┌──
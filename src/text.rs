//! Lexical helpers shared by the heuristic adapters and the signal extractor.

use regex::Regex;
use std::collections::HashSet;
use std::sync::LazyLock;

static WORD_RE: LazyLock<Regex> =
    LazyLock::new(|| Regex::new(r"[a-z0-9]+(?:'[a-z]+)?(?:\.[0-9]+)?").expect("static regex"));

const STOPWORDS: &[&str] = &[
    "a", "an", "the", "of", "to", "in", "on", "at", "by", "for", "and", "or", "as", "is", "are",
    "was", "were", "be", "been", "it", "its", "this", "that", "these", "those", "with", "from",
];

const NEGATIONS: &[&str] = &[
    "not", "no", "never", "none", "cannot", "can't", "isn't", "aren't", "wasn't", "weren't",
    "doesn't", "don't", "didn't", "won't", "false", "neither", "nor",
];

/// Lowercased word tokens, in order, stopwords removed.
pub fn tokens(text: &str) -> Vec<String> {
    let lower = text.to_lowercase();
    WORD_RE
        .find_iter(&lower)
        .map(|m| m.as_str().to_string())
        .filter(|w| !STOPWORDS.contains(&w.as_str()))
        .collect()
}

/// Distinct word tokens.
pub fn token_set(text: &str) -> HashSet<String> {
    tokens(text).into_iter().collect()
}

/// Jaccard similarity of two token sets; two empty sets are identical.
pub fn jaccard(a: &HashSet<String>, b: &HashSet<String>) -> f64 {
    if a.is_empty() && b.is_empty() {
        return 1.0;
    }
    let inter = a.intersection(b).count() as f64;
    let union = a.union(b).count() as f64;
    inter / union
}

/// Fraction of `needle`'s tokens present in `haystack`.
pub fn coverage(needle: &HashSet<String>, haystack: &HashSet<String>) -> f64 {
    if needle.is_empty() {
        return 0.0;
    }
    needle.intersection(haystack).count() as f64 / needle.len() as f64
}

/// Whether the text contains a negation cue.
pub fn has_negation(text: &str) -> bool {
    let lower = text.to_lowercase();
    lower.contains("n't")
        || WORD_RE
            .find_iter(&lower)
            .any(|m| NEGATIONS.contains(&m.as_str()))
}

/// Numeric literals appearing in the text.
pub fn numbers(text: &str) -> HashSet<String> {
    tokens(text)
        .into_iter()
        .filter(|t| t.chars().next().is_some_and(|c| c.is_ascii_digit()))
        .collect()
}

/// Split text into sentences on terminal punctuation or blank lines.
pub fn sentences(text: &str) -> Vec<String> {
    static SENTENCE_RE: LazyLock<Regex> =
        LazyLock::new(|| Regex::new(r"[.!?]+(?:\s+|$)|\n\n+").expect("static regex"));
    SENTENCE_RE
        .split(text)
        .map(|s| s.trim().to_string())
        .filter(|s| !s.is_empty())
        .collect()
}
└──
Exercise: For each line of the data that includes the word "tokens", return a copy of it.

Answer:
/// Lowercased word tokens, in order, stopwords removed.
pub fn tokens(text: &str) -> Vec<String> {
/// Distinct word tokens.
    tokens(text).into_iter().collect()
/// Fraction of `needle`'s tokens present in `haystack`.
    tokens(text)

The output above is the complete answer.